Han Slootweg

Practice-oriented optimization of distribution network planning using metaheuristic algorithms

Distribution network operators require more advanced planning tools to deal with the challenges of future network planning. An appropriate planning and optimization tool can identify which option for network extension should be selected from available alternatives. However, many optimization approaches described in the literature are quite theoretical and do not yield results that are practically relevant and feasible. In this paper, a distribution network planning approach is proposed which meets requirements originating from network planning practice to guarantee realistic outcomes. This approach uses a state-of-the-art evolutionary algorithm: Gene-pool Optimal Mixing Evolutionary Algorithm. The performance of this algorithm, as well as the proposed model, is demonstrated using a real-world case study.

Applying demand side management using a generalised three phase grid supportive approach

Demand side management is often seen as a promising tool for distribution network operators to mitigate network operation limit violations. Many demand side management applications have been proposed, each with their own objectives and methodology. Quite often, these demand side management applications do not have a direct interface with the network monitoring applications of the network operator, and therefore are not always capable of resolving operation limit violations effectively. Besides, for network operators it can be difficult to deal with the various types of demand side management applications run by different aggregators or energy suppliers. Therefore, this paper proposes a generalised three phase grid supportive demand side management approach for distribution networks, establishing a new interface between the monitoring and network analysis tools of the network operator and the demand side management application. Using the network sensitivity, independently of what objective de demand side management application pursues, the demand side management application will be able to resolve network operation limit violations as specified by the network operator. A case study based on fair power sharing shows the applicability of the proposed approach for mitigating over and under voltages as well as over currents simultaneously, followed by recommendations for future work and conclusions.
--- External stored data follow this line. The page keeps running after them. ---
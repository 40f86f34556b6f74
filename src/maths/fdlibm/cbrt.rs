use super::bits::{
    hi_word, lo_word, set_hi_word, with_hi_lo, INF_OR_NAN_HI, MIN_NORMAL_HI, SIGN_MASK_HI,
};

/// (682-0.03306235651)*2**20
const B1: u32 = 715_094_163;
/// (664-0.03306235651)*2**20
const B2: u32 = 696_219_795;

const C: f64 = 5.42857142857142815906e-01; // 19/35     = 0x3FE15F15, 0xF15F15F1
const D: f64 = -7.05306122448979611050e-01; // -864/1225 = 0xBFE691DE, 0x2532C834
const E: f64 = 1.41428571428571436819e+00; // 99/70     = 0x3FF6A0EA, 0x0EA0EA0F
const F: f64 = 1.60714285714285720630e+00; // 45/28     = 0x3FF9B6DB, 0x6DB6DB6E
const G: f64 = 3.57142857142857150787e-01; // 5/14      = 0x3FD6DB6D, 0xB6DB6DB7

const TWO54_HI: u32 = 0x4350_0000;

/// Cube root.
///
/// A 5-bit estimate comes from dividing the exponent bits by three, a
/// rational step lifts it to 23 bits and one Newton step finishes it.
pub fn cbrt(x: f64) -> f64 {
    let hx_signed = hi_word(x);
    let sign = hx_signed & SIGN_MASK_HI;
    let hx = hx_signed ^ sign;
    if hx >= INF_OR_NAN_HI {
        return x + x;
    }
    if (hx | lo_word(x)) == 0 {
        return x;
    }

    // x <- |x|
    let x = set_hi_word(x, hx);
    let mut t = if hx < MIN_NORMAL_HI {
        let t = with_hi_lo(TWO54_HI, 0) * x;
        set_hi_word(t, hi_word(t) / 3 + B2)
    } else {
        with_hi_lo(hx / 3 + B1, 0)
    };

    // new cbrt to 23 bits
    let r = t * t / x;
    let s = C + r * t;
    t *= G + F / (s + E + D / s);

    // chop to 20 bits and make it larger than cbrt(x)
    t = with_hi_lo(hi_word(t) + 1, 0);

    // one Newton step to 53 bits
    let s = t * t;
    let mut r = x / s;
    let w = t + t;
    r = (r - t) / (w + r);
    t += t * r;

    set_hi_word(t, hi_word(t) | sign)
}
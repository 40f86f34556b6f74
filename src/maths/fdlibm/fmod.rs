//! fmod(x,y): exact remainder with truncation toward zero.
//!
//! Works on the integer significands: align exponents and reduce with
//! integer remainders, so the result is exact and independent of rounding.

use super::bits::{EXP_MASK, MANT_MASK, SIGN_MASK};

const IMPLICIT_BIT: u64 = MANT_MASK + 1;
const SIG_BITS: u32 = 52;

/// Splits `|x|` into an integer significand and a shifted exponent so that
/// subnormals and normals share one representation.
#[inline(always)]
fn into_sig_exp(bits: u64) -> (u64, u32) {
    let bits = bits & !SIGN_MASK;
    let sat = bits.saturating_sub(IMPLICIT_BIT);
    (bits - (sat & EXP_MASK), (sat >> SIG_BITS) as u32)
}

/// `(x * 2^e) mod y` for integer significands.
#[inline(always)]
fn reduction(mut x: u64, mut e: u32, y: u64) -> u64 {
    if x >= y {
        x %= y;
    }
    if e <= 8 {
        for _ in 0..e {
            x <<= 1;
            if x >= y {
                x -= y;
            }
        }
        return x;
    }
    while e > 63 {
        x = (((x as u128) << 63) % (y as u128)) as u64;
        e -= 63;
    }
    (((x as u128) << e) % (y as u128)) as u64
}

/// Remainder of `x / y` truncated toward zero; the result takes the sign of
/// `x`.
pub fn fmod(x: f64, y: f64) -> f64 {
    let sx = x.to_bits() & SIGN_MASK;
    let ux = x.to_bits() & !SIGN_MASK;
    let uy = y.to_bits() & !SIGN_MASK;

    if uy == 0 || ux >= EXP_MASK || uy > EXP_MASK {
        return (x * y) / (x * y);
    }
    if ux < uy {
        return x;
    }
    if ux == uy {
        return f64::from_bits(sx);
    }

    let (num, ex) = into_sig_exp(ux);
    let (div, ey) = into_sig_exp(uy);
    let rem = reduction(num, ex - ey, div);
    if rem == 0 {
        return f64::from_bits(sx);
    }

    let ilog = 63 - rem.leading_zeros();
    let shift = ey.min(SIG_BITS - ilog);
    let bits = (rem << shift) + (((ey - shift) as u64) << SIG_BITS);
    f64::from_bits(sx | bits)
}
Structuring the design space of the ICT architecture for the Smart Grid

Current electricity grids are developing towards so called “Smart Grids”. Within these Smart Grids information and communication technology (ICT) will play a role in new categories of communication, measurement and control equipment in the electricity grid. Furthermore, it will play a role in the communication between the main actors of a Smart Grid (Market players, Grid Operators and Consumers) and inside the home of the consumer. For ICT architects it is difficult to make the appropriate architectural design choices as different architecture variants are possible and their design space has not been structured. In order to help ICT architects we have structured the design space of the ICT architecture for the Smart Grid and we briefly show how the structured design space can be used in concrete Smart Grid projects. In this paper, first an overview will be given of current views on Smart Grids. Then, the applied research strategy will be explained and the resulting ICT architecture variants for the Smart Grid are presented. The design space is structured based on market orientedness, grid orientedness and the level of distributedness of these architecture variants. Finally, the ICT architecture variants are positioned in the 3-dimensional design space and an overview is given of how the design space could be used in concrete Smart Grid projects.